◆ Exercise
Scan the listing for "PartialEq" and copy out each line that has it.
─── Records provided
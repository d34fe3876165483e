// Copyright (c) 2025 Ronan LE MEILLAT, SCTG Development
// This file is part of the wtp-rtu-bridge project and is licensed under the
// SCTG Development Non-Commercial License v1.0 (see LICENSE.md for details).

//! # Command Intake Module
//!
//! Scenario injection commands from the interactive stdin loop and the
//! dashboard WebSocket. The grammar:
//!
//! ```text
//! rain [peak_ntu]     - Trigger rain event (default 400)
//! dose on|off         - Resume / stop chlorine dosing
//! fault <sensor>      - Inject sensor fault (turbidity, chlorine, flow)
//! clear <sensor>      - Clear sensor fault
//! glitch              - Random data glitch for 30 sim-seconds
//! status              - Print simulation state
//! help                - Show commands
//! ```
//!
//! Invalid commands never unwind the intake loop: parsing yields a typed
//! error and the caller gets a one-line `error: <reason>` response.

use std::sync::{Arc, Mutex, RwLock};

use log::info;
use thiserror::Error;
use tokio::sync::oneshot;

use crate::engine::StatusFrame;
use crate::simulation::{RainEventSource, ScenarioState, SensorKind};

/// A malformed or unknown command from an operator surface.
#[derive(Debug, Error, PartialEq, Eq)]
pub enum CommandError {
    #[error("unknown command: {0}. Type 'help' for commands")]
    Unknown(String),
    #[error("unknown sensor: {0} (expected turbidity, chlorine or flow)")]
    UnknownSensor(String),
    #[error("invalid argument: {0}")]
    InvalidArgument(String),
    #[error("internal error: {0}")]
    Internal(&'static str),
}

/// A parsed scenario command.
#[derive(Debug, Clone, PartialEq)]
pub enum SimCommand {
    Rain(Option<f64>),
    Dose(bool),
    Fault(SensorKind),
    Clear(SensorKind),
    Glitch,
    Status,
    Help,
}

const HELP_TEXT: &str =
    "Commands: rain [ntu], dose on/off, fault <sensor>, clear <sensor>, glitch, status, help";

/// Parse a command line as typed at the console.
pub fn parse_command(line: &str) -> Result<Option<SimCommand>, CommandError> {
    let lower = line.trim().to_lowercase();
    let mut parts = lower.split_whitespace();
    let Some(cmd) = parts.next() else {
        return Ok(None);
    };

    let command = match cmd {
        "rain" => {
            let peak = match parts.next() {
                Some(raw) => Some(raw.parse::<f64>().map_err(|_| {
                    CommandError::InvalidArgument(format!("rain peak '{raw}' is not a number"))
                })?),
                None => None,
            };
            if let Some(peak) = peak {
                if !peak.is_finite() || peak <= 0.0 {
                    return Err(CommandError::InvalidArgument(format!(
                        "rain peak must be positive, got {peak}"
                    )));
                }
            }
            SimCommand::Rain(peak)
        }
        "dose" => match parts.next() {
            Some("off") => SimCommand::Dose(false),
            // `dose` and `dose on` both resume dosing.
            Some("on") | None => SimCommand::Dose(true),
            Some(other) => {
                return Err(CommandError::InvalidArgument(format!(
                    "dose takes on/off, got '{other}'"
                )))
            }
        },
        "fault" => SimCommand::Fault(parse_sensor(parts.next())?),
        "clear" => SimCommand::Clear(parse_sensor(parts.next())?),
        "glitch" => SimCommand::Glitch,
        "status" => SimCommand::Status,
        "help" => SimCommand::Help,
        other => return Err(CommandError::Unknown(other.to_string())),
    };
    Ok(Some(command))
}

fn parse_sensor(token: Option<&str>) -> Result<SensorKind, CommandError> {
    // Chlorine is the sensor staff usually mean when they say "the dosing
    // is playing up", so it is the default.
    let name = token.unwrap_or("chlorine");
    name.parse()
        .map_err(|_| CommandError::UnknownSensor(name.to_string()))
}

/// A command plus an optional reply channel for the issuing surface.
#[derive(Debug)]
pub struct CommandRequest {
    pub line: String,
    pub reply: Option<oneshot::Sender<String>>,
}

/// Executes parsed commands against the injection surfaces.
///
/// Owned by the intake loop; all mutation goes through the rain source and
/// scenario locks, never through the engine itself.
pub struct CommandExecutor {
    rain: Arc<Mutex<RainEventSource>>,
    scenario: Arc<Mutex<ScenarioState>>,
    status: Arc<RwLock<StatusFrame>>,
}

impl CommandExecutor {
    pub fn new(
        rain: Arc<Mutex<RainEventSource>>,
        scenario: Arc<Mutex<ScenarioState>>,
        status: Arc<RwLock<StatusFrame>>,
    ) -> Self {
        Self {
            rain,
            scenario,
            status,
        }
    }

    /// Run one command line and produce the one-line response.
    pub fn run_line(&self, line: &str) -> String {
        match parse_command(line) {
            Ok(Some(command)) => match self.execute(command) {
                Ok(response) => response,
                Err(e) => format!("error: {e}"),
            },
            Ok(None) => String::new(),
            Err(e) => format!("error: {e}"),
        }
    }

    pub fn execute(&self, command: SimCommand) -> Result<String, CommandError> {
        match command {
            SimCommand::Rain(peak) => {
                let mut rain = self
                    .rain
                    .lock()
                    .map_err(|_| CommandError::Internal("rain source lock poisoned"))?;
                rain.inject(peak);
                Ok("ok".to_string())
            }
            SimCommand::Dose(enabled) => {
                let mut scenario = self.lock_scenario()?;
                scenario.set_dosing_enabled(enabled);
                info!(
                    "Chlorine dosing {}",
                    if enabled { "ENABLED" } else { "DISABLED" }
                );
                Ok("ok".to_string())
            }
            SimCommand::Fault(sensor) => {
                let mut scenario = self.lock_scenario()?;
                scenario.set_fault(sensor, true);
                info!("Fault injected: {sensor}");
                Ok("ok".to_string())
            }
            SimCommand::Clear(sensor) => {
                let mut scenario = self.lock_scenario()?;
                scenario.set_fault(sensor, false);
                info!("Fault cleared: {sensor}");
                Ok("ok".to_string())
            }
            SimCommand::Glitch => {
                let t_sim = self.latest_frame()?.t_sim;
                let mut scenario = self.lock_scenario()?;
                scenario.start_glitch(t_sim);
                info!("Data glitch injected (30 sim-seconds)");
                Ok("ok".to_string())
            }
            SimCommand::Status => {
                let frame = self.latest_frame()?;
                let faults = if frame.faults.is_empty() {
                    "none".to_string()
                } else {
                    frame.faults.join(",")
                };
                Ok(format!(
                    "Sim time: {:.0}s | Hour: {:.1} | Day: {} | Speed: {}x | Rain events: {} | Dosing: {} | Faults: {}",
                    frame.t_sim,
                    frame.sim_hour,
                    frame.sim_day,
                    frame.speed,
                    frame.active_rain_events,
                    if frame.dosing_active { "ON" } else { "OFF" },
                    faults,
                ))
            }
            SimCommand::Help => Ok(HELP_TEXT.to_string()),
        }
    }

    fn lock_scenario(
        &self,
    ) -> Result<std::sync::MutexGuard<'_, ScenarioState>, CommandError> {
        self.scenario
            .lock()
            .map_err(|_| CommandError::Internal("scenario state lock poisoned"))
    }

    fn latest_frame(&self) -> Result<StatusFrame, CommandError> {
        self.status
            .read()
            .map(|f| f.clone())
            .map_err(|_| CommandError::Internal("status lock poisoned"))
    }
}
──────
◆ Answer area
#[derive(Debug, Error, PartialEq, Eq)]
#[derive(Debug, Clone, PartialEq)]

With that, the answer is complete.